- _RECORDS SUPPLIED_

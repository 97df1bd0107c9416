//! When steps for review lifecycle BDD scenarios.

use super::world::{ReviewWorld, run_async};
use devflow::task::{domain::TaskStatus, services::TransitionTaskRequest};
use rstest_bdd_macros::when;

#[when(r#""{actor}" requests "{status}" for task "{task_key}""#)]
fn request_transition(world: &mut ReviewWorld, actor: String, status: String, task_key: String) {
    let request = TransitionTaskRequest::new(task_key, status, actor);
    world.last_transition = Some(run_async(world.lifecycle.transition(request)));
}

#[when(
    r#""{actor}" submits a justified request for "{status}" on task "{task_key}" because "{notes}""#
)]
fn request_justified_transition(
    world: &mut ReviewWorld,
    actor: String,
    status: String,
    task_key: String,
    notes: String,
) {
    let request = TransitionTaskRequest::new(task_key, status, actor).with_notes(notes);
    world.last_transition = Some(run_async(world.lifecycle.transition(request)));
}

#[when(r#"the gate requires "{status}" for task "{task_key}""#)]
fn gate_requires(
    world: &mut ReviewWorld,
    status: String,
    task_key: String,
) -> Result<(), eyre::Report> {
    let minimum = TaskStatus::try_from(status.as_str())?;
    world.last_gate = Some(run_async(world.gate.require_minimum(&task_key, minimum)));
    Ok(())
}

#[when(r#"a halting batch publishes "{first}" and approves "{second}""#)]
fn halting_batch(world: &mut ReviewWorld, first: String, second: String) {
    let operations = vec![
        TransitionTaskRequest::new(first, "PUBLISHED", "carol").with_notes("release"),
        TransitionTaskRequest::new(second, "APPROVED", "carol"),
    ];
    world.last_batch = Some(run_async(world.batch.run(operations, false)));
}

- _ACTION ITEM_
Every line of the listing that holds the word "ReviewWorld" is to be found and copied.

- _WRITTEN ANSWER_
use super::world::{ReviewWorld, run_async};
fn request_transition(world: &mut ReviewWorld, actor: String, status: String, task_key: String) {
    world: &mut ReviewWorld,
    world: &mut ReviewWorld,
fn halting_batch(world: &mut ReviewWorld, first: String, second: String) {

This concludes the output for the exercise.